Leitsatz (amtlich)
1. Eine Aufgabe des steuerbegünstigten Zweckes wegen zwingender beruflicher Gründe i. S. des § 7 Abs. 2 Nr. 1 GrESBWG Schleswig-Holstein kann auch dann vorliegen, wenn der Erwerber ein unbebautes Grundstück, auf dem er steuerbegünstigten Wohnraum schaffen will, aus zwingenden beruflichen Gründen unbebaut weiterveräußert.
2. Zwingende berufliche Gründe für die Aufgabe des steuerbegünstigten Zweckes liegen nicht vor, wenn das vom gegenwärtigen Wohn- und Arbeitsort in größerer Entfernung (hier: etwa 40 km) gelegene Grundstück lediglich einer für die Zukunft angestrebten beruflichen Tätigkeit dienen soll, dieses Ziel sich jedoch dann nicht verwirklichen läßt.
Normenkette
GrESBWG Schleswig-Holstein i.d.F. vom 16. September 1974 § 7 Abs. 2 Nr. 1
Tatbestand
Der Kläger und Revisionskläger (Kläger), der damals als Steuerfachgehilfe in A tätig war, kaufte durch notariell beurkundeten Vertrag vom 18. Dezember 1973 ein noch zu vermessendes etwa 2 000 m2 großes unbebautes Grundstück in der Gemeinde B in der Nähe von C. Der Erwerb wurde gem. § 1 Abs. 1 Nr. 1 des Schleswig-Holsteinischen Gesetzes über die Befreiung von der Grunderwerbsteuer bei Maßnahmen des sozialen Wohnungsbaues und bei Maßnahmen aus dem Bereich des Bundesbaugesetzes (GrESBWG) in der im Zeitpunkt des Kaufes des Grundstückes geltenden Fassung von der Grunderwerbsteuer freigestellt, nachdem der Kläger erklärt hatte, er werde das Grundstück mit steuerbegünstigten Wohnungen bebauen.

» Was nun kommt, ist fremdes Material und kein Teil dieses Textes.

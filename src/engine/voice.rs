// Copyright (C) 2026 Michael Wilson <mike@mdwn.dev>
//
// This program is free software: you can redistribute it and/or modify it under
// the terms of the GNU General Public License as published by the Free Software
// Foundation, version 3.
//
// This program is distributed in the hope that it will be useful, but WITHOUT
// ANY WARRANTY; without even the implied warranty of MERCHANTABILITY or FITNESS
// FOR A PARTICULAR PURPOSE. See the GNU General Public License for more details.
//
// You should have received a copy of the GNU General Public License along with
// this program. If not, see <https://www.gnu.org/licenses/>.
//
//! Voice management for per-key sample playback.
//!
//! Each key owns at most one voice. Voices release their output handle when stopped or
//! dropped, so every exit path silences the sink.

use std::time::{Duration, Instant};

use tracing::debug;

use crate::audio::{SinkError, VoiceHandle};
use crate::pitch::{KeyNumber, KEY_COUNT};

/// Represents a sounding key.
pub struct Voice {
    /// The key this voice sounds for.
    key: KeyNumber,
    /// The playback rate the voice was started with.
    rate: f64,
    /// When this voice started playing.
    start_time: Instant,
    /// The sink handle producing the audio.
    handle: Box<dyn VoiceHandle>,
    /// Set once the handle has been stopped.
    stopped: bool,
}

impl Voice {
    /// Starts the handle and wraps it in a voice. A handle that fails to start is stopped
    /// before the error is returned.
    pub fn start(
        key: KeyNumber,
        rate: f64,
        mut handle: Box<dyn VoiceHandle>,
    ) -> Result<Voice, SinkError> {
        if let Err(e) = handle.start() {
            handle.stop();
            return Err(e);
        }
        Ok(Voice {
            key,
            rate,
            start_time: Instant::now(),
            handle,
            stopped: false,
        })
    }

    pub fn key(&self) -> KeyNumber {
        self.key
    }

    pub fn rate(&self) -> f64 {
        self.rate
    }

    /// How long the voice has been sounding.
    pub fn age(&self) -> Duration {
        self.start_time.elapsed()
    }

    /// Returns true once the voice has stopped producing audio.
    pub fn is_finished(&self) -> bool {
        self.stopped || self.handle.is_finished()
    }

    /// Stops the voice. Returns false if it was already stopped.
    pub fn stop(&mut self) -> bool {
        if self.stopped {
            return false;
        }
        self.handle.stop();
        self.stopped = true;
        true
    }
}

impl Drop for Voice {
    fn drop(&mut self) {
        if self.stop() {
            debug!(key = self.key.get(), "Voice released on drop");
        }
    }
}

impl std::fmt::Debug for Voice {
    fn fmt(&self, f: &mut std::fmt::Formatter<'_>) -> std::fmt::Result {
        f.debug_struct("Voice")
            .field("key", &self.key.get())
            .field("rate", &self.rate)
            .field("stopped", &self.stopped)
            .finish()
    }
}

/// Fixed table of voice slots, one per key, indexed by key number - 1.
pub struct VoiceManager {
    slots: Vec<Option<Voice>>,
}

impl VoiceManager {
    /// Creates a voice manager with every key silent.
    pub fn new() -> Self {
        Self {
            slots: (0..KEY_COUNT).map(|_| None).collect(),
        }
    }

    /// Adds a voice for its key. Returns the voice it displaced, if the key was already
    /// sounding; the caller decides when to stop it.
    pub fn add_voice(&mut self, voice: Voice) -> Option<Voice> {
        let index = voice.key().index();
        self.slots[index].replace(voice)
    }

    /// Removes and returns the voice for a key.
    pub fn remove(&mut self, key: KeyNumber) -> Option<Voice> {
        self.slots[key.index()].take()
    }

    /// Returns true if the key has a live voice.
    pub fn is_playing(&self, key: KeyNumber) -> bool {
        self.slots[key.index()].is_some()
    }

    /// Returns the current number of active voices.
    pub fn active_count(&self) -> usize {
        self.slots.iter().filter(|slot| slot.is_some()).count()
    }

    /// Removes voices that have played out on their own, returning them.
    pub fn reap_finished(&mut self) -> Vec<Voice> {
        self.slots
            .iter_mut()
            .filter_map(|slot| {
                if slot.as_ref().is_some_and(Voice::is_finished) {
                    slot.take()
                } else {
                    None
                }
            })
            .collect()
    }

    /// Clears all voices.
    /// Returns the voices that were sounding so the caller can stop them.
    pub fn clear(&mut self) -> Vec<Voice> {
        self.slots.iter_mut().filter_map(Option::take).collect()
    }
}

impl Default for VoiceManager {
    fn default() -> Self {
        Self::new()
    }
}

impl std::fmt::Debug for VoiceManager {
    fn fmt(&self, f: &mut std::fmt::Formatter<'_>) -> std::fmt::Result {
        f.debug_struct("VoiceManager")
            .field("active_voices", &self.active_count())
            .finish()
    }
}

Mit Vertrag vom 30. September 1977 hat der Kläger das Grundstück in unbebautem Zustand wieder verkauft. Der Beklagte und Revisionsbeklagte (das Finanzamt - FA -) hat darauf den Kläger wegen des Erwerbsvorganges vom 18. Dezember 1973 nachträglich zur Grunderwerbsteuer herangezogen.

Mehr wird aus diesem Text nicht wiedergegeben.